Stability is the most important quality of your emotional, financial, and business infrastructure.  Without it, risk-taking becomes gambling, and your sense of confidence will constantly be infected with anxiety, anxiety which your clients may pick up on.  If you want your infrastructure to be stable, you must exercise the “Four Rs”:

            Reserve:  YOU MUST HAVE A STRATEGIC RESERVE.  We can’t emphasize this enough.  You should have six months of income set aside.  Don’t wait until you’re exhausted to stop working.  Have a little left over so you can finish strong and go over the top if need be.  It’s common sense, but also a common problem.  Let’s look at blackouts.  When a section of a city’s power grid goes out, the power requirements of that section is placed upon the adjacent grid.  However, without regular, real-time upkeep, this handoff will overwhelm the grid next to it, which collapses as well.  As each grid collapses under the snowballing power vacuum from the previous ones, the result is a “cascading failure” and you get a blackout.  The key here is consistency and self-awareness, both of which have to be conducted with the assistance of an outside, objective observer.  Otherwise, you’ll be vulnerable to your biases.

            Review:  Let’s say that Saturday is your day off.  Every Friday around noon, conduct a cost-benefit analysis of your systems (in terms of cash, time, energy, etc.).  If you’re great at open houses but spend 8 hours a week without any offers or solid leads, you have to invest elsewhere to get your listings sold, perhaps even delegating it to another agent.  Marketing plans for each listing have to be intensely reviewed and constantly reassessed.  I’ve had clients who’ve insisted on having their homes in “Dream Homes” magazine.  Usually, people who’re drawn in by “Dream Homes” are dreamers themselves.  If a listing is over $800,000 and is reasonably priced (by reasonable sellers) then several hundred dollars a month may be worth it.  But you need to ensure that your cost-benefit analysis is based on current assets, NOT forecasted income, no matter how solid.  Also, a reserve needs to be flexible.  Whatever you have set aside, it won’t involve penalties for access or result in cannibalizing yourself.  HELOCs are an excellent example of this.  As Chris likes to say, the equity in your home is not income.  Cash is cash, period.

            Reboot:  When you reboot a computer, you’re essentially refreshing it’s capability to function optimally.  Friday afternoons should be spent clearing out the waste/residue left over from the operations of the past week.  Take your staff out to lunch (i.e. get out of the work environment) and have a “what’s working, what’s not” session (this is also a powerful method for your marriage).  Delete all unnecessary emails, text messages, refill your flyer boxes (better yet have your assistant do it).  Reviewing and Rebooting tend to overlap, but at the end of the day, you can expect only what you inspect.  I like David Allen’s (“Get Things Done”) endstate for each week; get clear, get clean, get current, and get complete. 
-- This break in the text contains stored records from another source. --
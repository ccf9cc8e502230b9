use std::sync::Arc;
use std::time::Duration;

use shardgate::conn::{self, default_registry, mem, DialFuture, Dialer, DialerRegistry, GateConnImpl};
use shardgate::fixtures::FixtureRegistry;
use shardgate::identity::RequestContext;
use shardgate::server::{GateService, ReferenceServer};

fn reference() -> Arc<dyn GateService> {
    Arc::new(ReferenceServer::new(Arc::new(FixtureRegistry::canonical())))
}

#[tokio::test]
async fn builtin_http_dialer_is_always_present() {
    assert!(default_registry().names().contains(&"http".to_string()));
}

#[tokio::test]
async fn registered_dialer_is_reachable_by_name() {
    conn::register_dialer("mem-registry-test", mem::dialer(reference()));
    let gate = conn::dial("mem-registry-test", "", Duration::from_secs(1)).await.unwrap();
    let keyspace = gate.get_srv_keyspace(&RequestContext::new(), "test_keyspace").await.unwrap();
    assert_eq!(keyspace.split_shard_count, 128);
}

#[tokio::test]
async fn slow_dialer_hits_the_timeout() {
    let slow: Dialer = Arc::new(|_address: String, _timeout: Duration| {
        Box::pin(async move {
            tokio::time::sleep(Duration::from_secs(30)).await;
            Ok::<_, shardgate::GateError>(Arc::new(mem::MemConn::new(reference())) as Arc<dyn GateConnImpl>)
        }) as DialFuture
    });
    let registry = DialerRegistry::new();
    registry.register("slow", slow);
    let err = registry.dial("slow", "somewhere", Duration::from_millis(50)).await.unwrap_err();
    assert!(err.to_string().contains("timed out"), "{}", err);
}

#[tokio::test]
async fn http_dialer_reports_unreachable_servers() {
    let registry = DialerRegistry::with_builtin();
    // Port 9 (discard) is not served on loopback in test environments.
    let err = registry.dial("http", "127.0.0.1:9", Duration::from_secs(2)).await.unwrap_err();
    assert!(err.to_string().starts_with("http: ") || err.to_string().contains("timed out"), "{}", err);
}
//! Named transport bindings. A dialer turns `(address, timeout)` into a connection; both are
//! forwarded verbatim.

use std::collections::HashMap;
use std::sync::Arc;
use std::time::Duration;

use futures_util::future::BoxFuture;
use once_cell::sync::Lazy;
use parking_lot::RwLock;
use tracing::{debug, warn};

use super::{GateConn, GateConnImpl};
use crate::error::{GateError, GateResult};

pub type DialFuture = BoxFuture<'static, GateResult<Arc<dyn GateConnImpl>>>;
pub type Dialer = Arc<dyn Fn(String, Duration) -> DialFuture + Send + Sync>;

pub struct DialerRegistry {
    dialers: RwLock<HashMap<String, Dialer>>,
}

impl Default for DialerRegistry {
    fn default() -> Self { Self::new() }
}

impl DialerRegistry {
    pub fn new() -> Self { Self { dialers: RwLock::new(HashMap::new()) } }

    /// Registry with the bindings that ship with the crate (`http`).
    pub fn with_builtin() -> Self {
        let reg = Self::new();
        reg.register("http", super::http::dialer());
        reg
    }

    /// Registers `dialer` under `name`, replacing any previous one.
    pub fn register(&self, name: impl Into<String>, dialer: Dialer) {
        let name = name.into();
        if self.dialers.write().insert(name.clone(), dialer).is_some() {
            warn!("dialer for protocol {} replaced", name);
        }
    }

    pub fn names(&self) -> Vec<String> {
        let mut names: Vec<String> = self.dialers.read().keys().cloned().collect();
        names.sort();
        names
    }

    pub async fn dial(&self, name: &str, address: &str, timeout: Duration) -> GateResult<GateConn> {
        let dialer = self
            .dialers
            .read()
            .get(name)
            .cloned()
            .ok_or_else(|| GateError::transport(format!("no dialer registered for protocol: {}", name)))?;
        debug!("dialing {} at {}", name, address);
        let imp = match tokio::time::timeout(timeout, dialer(address.to_string(), timeout)).await {
            Ok(res) => res?,
            Err(_) => return Err(GateError::transport(format!("dial {} {}: timed out after {:?}", name, address, timeout))),
        };
        Ok(GateConn::new(imp))
    }
}

static DEFAULT_REGISTRY: Lazy<DialerRegistry> = Lazy::new(DialerRegistry::with_builtin);

pub fn default_registry() -> &'static DialerRegistry { &DEFAULT_REGISTRY }

pub fn register_dialer(name: impl Into<String>, dialer: Dialer) {
    DEFAULT_REGISTRY.register(name, dialer);
}

pub async fn dial(name: &str, address: &str, timeout: Duration) -> GateResult<GateConn> {
    DEFAULT_REGISTRY.dial(name, address, timeout).await
}

#[cfg(test)]
mod tests {
    use super::*;

    #[tokio::test]
    async fn unknown_protocol_is_reported_by_name() {
        let reg = DialerRegistry::new();
        let err = reg.dial("carrier-pigeon", "nowhere", Duration::from_millis(10)).await.unwrap_err();
        assert_eq!(err.to_string(), "no dialer registered for protocol: carrier-pigeon");
    }

    #[test]
    fn builtin_registry_knows_http() {
        assert_eq!(DialerRegistry::with_builtin().names(), vec!["http".to_string()]);
        assert!(default_registry().names().contains(&"http".to_string()));
    }

    #[tokio::test]
    async fn dial_forwards_address_and_timeout() {
        let reg = DialerRegistry::new();
        let seen = Arc::new(parking_lot::Mutex::new(None));
        let seen2 = seen.clone();
        reg.register(
            "probe",
            Arc::new(move |address: String, timeout: Duration| {
                *seen2.lock() = Some((address, timeout));
                Box::pin(async { Err::<Arc<dyn GateConnImpl>, _>(GateError::transport("probe refuses")) }) as DialFuture
            }),
        );
        let err = reg.dial("probe", "opaque://addr", Duration::from_millis(1234)).await.unwrap_err();
        assert_eq!(err.to_string(), "probe refuses");
        assert_eq!(*seen.lock(), Some(("opaque://addr".to_string(), Duration::from_millis(1234))));
    }
}
//! Unified error model for the gateway protocol.
//! Every protocol operation, on every transport binding, returns `GateError`. The `Display`
//! form is the bare message so error text survives a round trip through any binding unchanged.

use serde::{Deserialize, Serialize};

#[derive(Debug, Clone, PartialEq, Eq, Serialize, Deserialize, thiserror::Error)]
#[serde(tag = "type", rename_all = "snake_case")]
pub enum GateError {
    /// The request key is not registered with the backend.
    #[error("{message}")]
    NotFound { message: String },
    /// Declared inside a reply envelope (non-streaming) or as a stream's terminal status.
    #[error("{message}")]
    Application { message: String },
    /// The backend refused the call outright.
    #[error("{message}")]
    Backend { message: String },
    /// A handler terminated abnormally and the boundary converted it.
    #[error("{message}")]
    Panic { message: String },
    /// Transaction state-machine violation.
    #[error("{message}")]
    Transaction { message: String },
    /// The binding itself failed: connect, encode, decode, closed stream.
    #[error("{message}")]
    Transport { message: String },
}

impl GateError {
    pub fn code_str(&self) -> &'static str {
        match self {
            GateError::NotFound { .. } => "not_found",
            GateError::Application { .. } => "application",
            GateError::Backend { .. } => "backend",
            GateError::Panic { .. } => "internal_panic",
            GateError::Transaction { .. } => "transaction",
            GateError::Transport { .. } => "transport",
        }
    }

    pub fn message(&self) -> &str {
        match self {
            GateError::NotFound { message }
            | GateError::Application { message }
            | GateError::Backend { message }
            | GateError::Panic { message }
            | GateError::Transaction { message }
            | GateError::Transport { message } => message.as_str(),
        }
    }

    pub fn no_match(sql: &str) -> Self { GateError::NotFound { message: format!("no match for: {}", sql) } }
    pub fn application<S: Into<String>>(msg: S) -> Self { GateError::Application { message: msg.into() } }
    pub fn backend<S: Into<String>>(msg: S) -> Self { GateError::Backend { message: msg.into() } }
    pub fn panic<S: Into<String>>(msg: S) -> Self { GateError::Panic { message: msg.into() } }
    pub fn transport<S: Into<String>>(msg: S) -> Self { GateError::Transport { message: msg.into() } }

    /// `"<op>: not in transaction"`, where `op` is the lower-camel operation name.
    pub fn not_in_transaction(op: &str) -> Self {
        GateError::Transaction { message: format!("{}: not in transaction", op) }
    }

    /// `"<op>: session mismatch"`, where `op` is `commit` or `rollback`.
    pub fn session_mismatch(op: &str) -> Self {
        GateError::Transaction { message: format!("{}: session mismatch", op) }
    }

    /// Map to HTTP status code for the HTTP binding.
    pub fn http_status(&self) -> u16 {
        match self {
            GateError::NotFound { .. } => 404,
            GateError::Application { .. } => 422,
            GateError::Backend { .. } => 503,
            GateError::Panic { .. } => 500,
            GateError::Transaction { .. } => 409,
            GateError::Transport { .. } => 502,
        }
    }
}

pub type GateResult<T> = Result<T, GateError>;

impl From<serde_json::Error> for GateError {
    fn from(err: serde_json::Error) -> Self {
        GateError::transport(format!("codec: {}", err))
    }
}

impl From<reqwest::Error> for GateError {
    fn from(err: reqwest::Error) -> Self {
        GateError::transport(format!("http: {}", err))
    }
}

impl From<tokio_tungstenite::tungstenite::Error> for GateError {
    fn from(err: tokio_tungstenite::tungstenite::Error) -> Self {
        GateError::transport(format!("websocket: {}", err))
    }
}
use std::sync::Arc;
use std::time::Duration;

use criterion::{criterion_group, criterion_main, Criterion, SamplingMode};

use shardgate::conn::{mem, DialerRegistry, GateConn};
use shardgate::fixtures::{FixtureRegistry, REQUEST1};
use shardgate::identity::RequestContext;
use shardgate::proto::Query;
use shardgate::server::{GateService, ReferenceServer};

struct BenchCtx {
    rt: tokio::runtime::Runtime,
    conn: GateConn,
    ctx: RequestContext,
    request: Query,
}

impl BenchCtx {
    fn new() -> anyhow::Result<Self> {
        let rt = tokio::runtime::Builder::new_multi_thread().enable_all().worker_threads(2).build()?;
        let fixtures = Arc::new(FixtureRegistry::canonical());
        let request = fixtures
            .lookup(REQUEST1)
            .map(|c| c.query.clone())
            .ok_or_else(|| anyhow::anyhow!("request1 fixture missing"))?;
        let ctx = RequestContext::new().with_caller_id(fixtures.caller_id().clone());
        let service: Arc<dyn GateService> = Arc::new(ReferenceServer::new(fixtures));
        let registry = DialerRegistry::new();
        registry.register("mem", mem::dialer(service));
        let conn = rt.block_on(registry.dial("mem", "", Duration::from_secs(1)))?;
        Ok(Self { rt, conn, ctx, request })
    }
}

fn bench_roundtrip(c: &mut Criterion) {
    let b = BenchCtx::new().expect("bench context");
    let mut group = c.benchmark_group("mem_roundtrip");
    group.sampling_mode(SamplingMode::Flat);
    group.sample_size(50);

    group.bench_function("execute", |bench| {
        bench.iter(|| {
            let res = b.rt.block_on(b.conn.execute(&b.ctx, b.request.clone()));
            criterion::black_box(res.expect("execute"));
        });
    });

    group.bench_function("stream_execute", |bench| {
        bench.iter(|| {
            let res = b.rt.block_on(async {
                let stream = b.conn.stream_execute(&b.ctx, b.request.clone()).await?;
                stream.reassemble().await
            });
            criterion::black_box(res.expect("stream_execute"));
        });
    });

    group.finish();
}

criterion_group!(benches, bench_roundtrip);
criterion_main!(benches);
            Reposition:  It’s vital to take a day off between rebooting and repositioning.  Ladies and gentlemen, a day off means your cell phone is off, the laptop is shut, and you’re out somewhere with your significant other.  If you don’t have one, then spend this day to court one.  Just like a real reboot, you need a complete shutdown for awhile in order to enjoy the benefits.  On the following day seek to implement or reinforce the things which seem to be working.  Make sure you haven’t missed anything before the reboot stage (Maintaining focus on Friday afternoons can be challenging!).  So if you took Saturday off, by Sunday morning your systems are in alignment, in their proper place, and focused.  The time to prepare your materials and set aside your clothes for your Sunday open house is Friday, not Sunday morning (but check your comps shortly before leaving to make sure there’s been no significant activity in the tract).  Also, your refreshments have been purchased and chilled, your gas tank is full, and you have something to do during any lulls (work-related, not recreational reading).    

            Achieving stability is one of those things which sound simple, but is difficult to do.  Not because the actions required are hard, but because you won’t see the benefits in the short term.  Perhaps the hardest thing about achieving stability is engaging your faults and choosing to take them on.  These are difficult times.  “The last thing we need” is to discover yet another chink in our armor, or worse yet, finding out that what we do well isn’t producing results.  But that’s exactly why we must go for it and get help in doing so.  Don’t get caught in the “busyness” trap.  Concentrate on being effective, not productive.  Don’t strive to fix the same problems year after year.  You’re too good for that, and your clients expect more from you.  Exercise the “Four Rs” and you’ll have a business which works for you, not the other way around.